Included in the package were a brochure entitled "History and Statutes" which concentrates on His Serene Highness's alleged pedigree, curriculum vitae and honors. The Lovejoys should examine this closely, although at this stage of their journey through the chivalric nether regions, they would probably not notice anything wrong with it. Let us take a look at His Serene Highness' background. The brochure tells us that HSH Prince Angelo Xuereb Paleologue- Comnenus, Prince of Constantinople, Prince of Cyprus, Count of Drivasto descends from an ancient Maltese family itself "directly descended from the Imperial Byzantine families of Paleologue-Comnenus which ruled Byzantium and Trebizond and consequently is the legitimate heir to those thrones" .

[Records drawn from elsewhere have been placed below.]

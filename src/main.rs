// Copyright (c) 2026 rezky_nightky

mod cell;
mod color;
mod config;
mod drop;
mod edges;
mod fps;
mod frame;
mod pool;
mod rain;
mod runtime;
mod sampler;
mod terminal;
mod vec2;

use std::env;
use std::time::{Duration, Instant};

#[cfg(unix)]
use std::thread;

use clap::builder::styling::{AnsiColor as ClapAnsiColor, Color as ClapColor};
use clap::builder::styling::{Effects as ClapEffects, Style as ClapStyle};
use clap::builder::Styles as ClapStyles;
use clap::{CommandFactory, FromArgMatches};
use crossterm::event::{Event, KeyCode, KeyEventKind, KeyModifiers};

#[cfg(unix)]
use signal_hook::consts::{SIGHUP, SIGINT, SIGTERM};
#[cfg(unix)]
use signal_hook::iterator::Signals;

use crate::config::{
    color_enabled_stdout, default_params_usage_for_help, print_help_detail, print_list_keys, Args,
    Settings,
};
use crate::frame::Frame;
use crate::rain::Rain;
use crate::runtime::ColorMode;
use crate::sampler::Photo;
use crate::terminal::{restore_terminal_best_effort, Terminal};

const HELP_TEMPLATE_PLAIN: &str = "\
{before-help}{about-with-newline}
USAGE:
  {usage}

{all-args}{after-help}";

const HELP_TEMPLATE_COLOR: &str = "\
{before-help}{about-with-newline}
\x1b[1;36mUSAGE:\x1b[0m
  {usage}

{all-args}{after-help}";

fn build_info() -> &'static str {
    env!("PHOTORAIN_BUILD")
}

fn clap_styles() -> ClapStyles {
    ClapStyles::styled()
        .header(
            ClapStyle::new()
                .effects(ClapEffects::BOLD)
                .fg_color(Some(ClapColor::Ansi(ClapAnsiColor::Cyan))),
        )
        .usage(
            ClapStyle::new()
                .effects(ClapEffects::BOLD)
                .fg_color(Some(ClapColor::Ansi(ClapAnsiColor::Green))),
        )
        .literal(ClapStyle::new().fg_color(Some(ClapColor::Ansi(ClapAnsiColor::Yellow))))
        .placeholder(ClapStyle::new().fg_color(Some(ClapColor::Ansi(ClapAnsiColor::Magenta))))
}

fn require_f64_range(name: &str, v: f64, min: f64, max: f64) -> f64 {
    if !v.is_finite() {
        eprintln!("failed to apply {} {} (must be a finite number)", name, v);
        std::process::exit(1);
    }
    if v < min || v > max {
        eprintln!("failed to apply {} {} (min {} max {})", name, v, min, max);
        std::process::exit(1);
    }
    v
}

fn require_f32_range(name: &str, v: f32, min: f32, max: f32) -> f32 {
    if !v.is_finite() {
        eprintln!("failed to apply {} {} (must be a finite number)", name, v);
        std::process::exit(1);
    }
    if v < min || v > max {
        eprintln!("failed to apply {} {} (min {} max {})", name, v, min, max);
        std::process::exit(1);
    }
    v
}

fn require_u16_range(name: &str, v: u16, min: u16, max: u16) -> u16 {
    if v < min || v > max {
        eprintln!("failed to apply {} {} (min {} max {})", name, v, min, max);
        std::process::exit(1);
    }
    v
}

fn require_u32_range(name: &str, v: u32, min: u32, max: u32) -> u32 {
    if v < min || v > max {
        eprintln!("failed to apply {} {} (min {} max {})", name, v, min, max);
        std::process::exit(1);
    }
    v
}

fn require_usize_range(name: &str, v: usize, min: usize, max: usize) -> usize {
    if v < min || v > max {
        eprintln!("failed to apply {} {} (min {} max {})", name, v, min, max);
        std::process::exit(1);
    }
    v
}

fn detect_color_mode_auto() -> ColorMode {
    let colorterm = env::var("COLORTERM")
        .unwrap_or_default()
        .to_ascii_lowercase();
    if colorterm.contains("truecolor") || colorterm.contains("24bit") {
        return ColorMode::TrueColor;
    }

    let term = env::var("TERM").unwrap_or_default().to_ascii_lowercase();
    if term == "dumb" {
        return ColorMode::Mono;
    }
    if term.contains("256color") {
        return ColorMode::Color256;
    }

    ColorMode::Color256
}

fn detect_color_mode(args: &Args) -> ColorMode {
    if let Some(m) = args.colormode {
        return match m {
            0 => ColorMode::Mono,
            16 => ColorMode::Color16,
            8 | 256 => ColorMode::Color256,
            24 | 32 => ColorMode::TrueColor,
            _ => {
                eprintln!("invalid --colormode: {} (allowed: 0,16,8/256,24/32)", m);
                std::process::exit(1);
            }
        };
    }

    detect_color_mode_auto()
}

fn color_mode_label(m: ColorMode) -> &'static str {
    match m {
        ColorMode::TrueColor => "24-bit truecolor",
        ColorMode::Color256 => "8-bit (256-color)",
        ColorMode::Mono => "mono",
        ColorMode::Color16 => "16-color",
    }
}

fn main() -> std::io::Result<()> {
    std::panic::set_hook(Box::new(|info| {
        restore_terminal_best_effort();
        eprintln!("{}", info);
    }));

    #[cfg(unix)]
    {
        if let Ok(mut signals) = Signals::new([SIGINT, SIGTERM, SIGHUP]) {
            thread::spawn(move || {
                if let Some(sig) = signals.forever().next() {
                    restore_terminal_best_effort();
                    std::process::exit(128 + sig);
                }
            });
        }
    }

    #[cfg(windows)]
    {
        if let Err(e) = ctrlc::set_handler(|| {
            restore_terminal_best_effort();
            std::process::exit(130);
        }) {
            eprintln!("failed to install Ctrl-C handler: {}", e);
        }
    }

    let mut cmd = Args::command();
    cmd = cmd.styles(clap_styles());
    cmd = cmd.before_help(default_params_usage_for_help());
    let help_template = if color_enabled_stdout() {
        HELP_TEMPLATE_COLOR
    } else {
        HELP_TEMPLATE_PLAIN
    };
    cmd = cmd.help_template(help_template);
    cmd.build();

    if cmd.get_arguments().any(|a| a.get_id().as_str() == "help") {
        cmd = cmd.mut_arg("help", |a| a.help_heading("HELP"));
    }
    cmd.build();

    let matches = cmd.get_matches();
    let args = Args::from_arg_matches(&matches).unwrap_or_else(|e| e.exit());

    if args.list_keys {
        print_list_keys();
        return Ok(());
    }

    if args.help_detail {
        print_help_detail();
        return Ok(());
    }

    if args.check_bitcolor {
        let colorterm = env::var("COLORTERM").unwrap_or_default();
        let term = env::var("TERM").unwrap_or_default();
        let auto = detect_color_mode_auto();
        let effective = detect_color_mode(&args);

        println!("BITCOLOR CHECK:");
        println!(
            "  COLORTERM: {}",
            if colorterm.is_empty() {
                "(unset)"
            } else {
                &colorterm
            }
        );
        println!(
            "  TERM: {}",
            if term.is_empty() { "(unset)" } else { &term }
        );
        println!("  auto_detected: {}", color_mode_label(auto));
        if args.colormode.is_some() {
            println!("  forced: {}", color_mode_label(effective));
        }
        println!("  effective: {}", color_mode_label(effective));
        return Ok(());
    }

    if args.version {
        println!("{} {}", env!("CARGO_PKG_NAME"), env!("CARGO_PKG_VERSION"));
        return Ok(());
    }

    if args.info {
        println!("Version: v{}", env!("CARGO_PKG_VERSION"));
        println!("Build: {}", build_info());
        println!("Copyright: (c) 2026 {}", env!("CARGO_PKG_AUTHORS"));
        println!("License: {}", env!("CARGO_PKG_LICENSE"));
        return Ok(());
    }

    let color_mode = detect_color_mode(&args);

    let target_fps = require_f64_range("--fps", args.fps, 1.0, 240.0);
    let duration_s = args.duration.map(|s| {
        if !s.is_finite() {
            eprintln!("failed to apply --duration {} (must be a finite number)", s);
            std::process::exit(1);
        }
        if s > 0.0 {
            return require_f64_range("--duration", s, 0.1, 86400.0);
        }
        s
    });

    require_usize_range("--count", args.count, 0, 100_000);
    require_f64_range("--gravity", args.gravity, 0.0, 10.0);
    require_f64_range("--length low", args.length.low, 1.0, 500.0);
    require_f64_range("--length high", args.length.high, 1.0, 500.0);
    require_f64_range("--speed low", args.speed.low, 0.0, 100.0);
    require_f64_range("--speed high", args.speed.high, 0.0, 100.0);
    require_u16_range("--stroke", args.stroke, 1, 5);
    require_f64_range("--margin", args.margin, 0.0, 100.0);
    require_u32_range("--precision", args.precision, 1, 20);
    require_f32_range("--fade", args.fade, 0.01, 1.0);

    let settings = Settings::from_args(&args);

    // Decode before raw mode so a failure message stays visible. A missing
    // or broken image leaves sampling in the plain rain color permanently.
    let mut photo = None;
    if let Some(path) = &args.image {
        match Photo::load(path) {
            Ok(p) => photo = Some(p),
            Err(e) => eprintln!(
                "failed to load image {}: {} (continuing without photo colors)",
                path.display(),
                e
            ),
        }
    }

    let mut term = Terminal::new(color_mode)?;
    let (w, h) = term.size()?;

    let mut rain = Rain::new(settings, (w, h), args.seed);
    if let Some(p) = photo {
        rain.load_photo(p);
    }

    let mut frame = Frame::new(w, h, color::BACKGROUND);

    let start_time = Instant::now();
    let end_time = args.duration.and_then(|s| {
        if !s.is_finite() || s <= 0.0 {
            return None;
        }
        let s = duration_s.unwrap_or(s);
        Some(start_time + Duration::from_secs_f64(s))
    });

    let target_period = Duration::from_secs_f64(1.0 / target_fps);
    let mut next_frame = Instant::now();
    let mut running = true;

    let mut perf_frames: u64 = 0;
    let mut perf_drawn_frames: u64 = 0;
    let mut perf_work_sum_s: f64 = 0.0;
    let mut perf_work_max_s: f64 = 0.0;

    while running {
        if end_time.is_some_and(|end| Instant::now() >= end) {
            break;
        }
        let mut pending_resize: Option<(u16, u16)> = None;

        loop {
            while Terminal::poll_event(Duration::from_millis(0))? {
                let ev = Terminal::read_event()?;
                match ev {
                    Event::Resize(nw, nh) => {
                        pending_resize = Some((nw, nh));
                    }
                    Event::Key(k) if k.kind == KeyEventKind::Press => {
                        if args.screensaver {
                            running = false;
                            break;
                        }

                        match (k.code, k.modifiers) {
                            (KeyCode::Esc, _) => running = false,
                            (KeyCode::Char('q'), _) => running = false,
                            (KeyCode::Char(' '), _) => {
                                rain.repopulate();
                                frame.clear();
                            }
                            (KeyCode::Char('p'), _) => {
                                rain.toggle_pause();
                            }
                            (KeyCode::Char('f'), _) => {
                                rain.toggle_fps();
                            }
                            (KeyCode::Up, _) => {
                                let g = (rain.settings.gravity + 0.01).min(10.0);
                                rain.set_gravity(g);
                            }
                            (KeyCode::Down, _) => {
                                let g = (rain.settings.gravity - 0.01).max(0.0);
                                rain.set_gravity(g);
                            }
                            (KeyCode::Char('+'), _) | (KeyCode::Char('='), KeyModifiers::SHIFT) => {
                                let n = (rain.settings.count + 100).min(100_000);
                                rain.set_count(n);
                            }
                            (KeyCode::Char('-'), _) => {
                                let n = rain.settings.count.saturating_sub(100);
                                rain.set_count(n);
                            }
                            (KeyCode::Char('['), _) => {
                                let p = rain.settings.precision.saturating_sub(1).max(1);
                                rain.set_precision(p);
                            }
                            (KeyCode::Char(']'), _) => {
                                let p = (rain.settings.precision + 1).min(20);
                                rain.set_precision(p);
                            }
                            (KeyCode::Left, _) => {
                                let sw = rain.settings.stroke_width.saturating_sub(1).max(1);
                                rain.set_stroke_width(sw);
                            }
                            (KeyCode::Right, _) => {
                                let sw = (rain.settings.stroke_width + 1).min(5);
                                rain.set_stroke_width(sw);
                            }
                            _ => {}
                        }
                    }
                    _ => {}
                }
            }

            if !running || pending_resize.is_some() {
                break;
            }

            let now = Instant::now();
            if now >= next_frame {
                break;
            }

            let mut timeout = next_frame - now;
            if let Some(end) = end_time {
                if now >= end {
                    break;
                }
                timeout = timeout.min(end - now);
            }
            let _ = Terminal::poll_event(timeout)?;
        }

        if !running {
            break;
        }

        if let Some((nw, nh)) = pending_resize {
            rain.handle_resize(nw, nh);
            frame = Frame::new(nw, nh, color::BACKGROUND);
        }

        let work_start = Instant::now();
        rain.tick(&mut frame);
        let did_draw = frame.is_dirty_all() || !frame.dirty_indices().is_empty();
        if did_draw {
            term.draw(&mut frame)?;
        }
        let work_s = work_start.elapsed().as_secs_f64();

        if args.perf_stats {
            perf_frames = perf_frames.saturating_add(1);
            if did_draw {
                perf_drawn_frames = perf_drawn_frames.saturating_add(1);
            }
            perf_work_sum_s += work_s;
            perf_work_max_s = perf_work_max_s.max(work_s);
        }

        next_frame += target_period;
        let now = Instant::now();
        if now > next_frame {
            next_frame = now;
        }
    }

    if args.perf_stats {
        drop(term);
        let elapsed = start_time.elapsed();
        let elapsed_s = elapsed.as_secs_f64().max(0.000_001);

        let frames = perf_frames.max(1);
        let avg_work_ms = (perf_work_sum_s / frames as f64) * 1000.0;
        let avg_fps = (perf_frames as f64) / elapsed_s;
        let drawn_ratio = (perf_drawn_frames as f64) / (perf_frames as f64).max(1.0);

        println!("PERF STATS:");
        println!("  elapsed_s: {:.3}", elapsed_s);
        println!("  target_fps: {:.3}", target_fps);
        println!("  avg_fps: {:.3}", avg_fps);
        println!("  frames: {}", perf_frames);
        println!(
            "  drawn_frames: {} ({:.1}%)",
            perf_drawn_frames,
            drawn_ratio * 100.0
        );
        println!("  avg_work_ms: {:.3}", avg_work_ms);
        println!("  max_work_ms: {:.3}", perf_work_max_s * 1000.0);
    }

    Ok(())
}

Prince Angelo was born in M’dina on the island of Malta. Cosmo notes that the Prince has the same Maltese family name as the Grand Chancellor. Cosmo will later learn this is because the two are brothers. After primary and secondary studies on the island, the Prince attended the University of London where, the brochure says, he took a degree in accounting. Much later Cosmo will learn that the Grand Master was successful and ambitious hairdresser. Endowed with a flair for languages, a photographic memory and a very glib tongue, Angelo acquired a certain polish which was to stand him in good stead, especially with rich, susceptible, middle-aged American ladies.

Having also trained in the law, the brochure relates, the Prince became an " International Juridical Counsellor". During the last thirty-five years, the Prince Grand Master accumulated honorary doctorates from Moctezuma University in Spain, the International Philotechnic University in London, the Western Orthodox University, also in England, the Philo-Byzantine University (Spain again), the Frederick II of Swabia International University in Bergamo, Italy, and other similar institutions that exist only to sell worthless diplomas.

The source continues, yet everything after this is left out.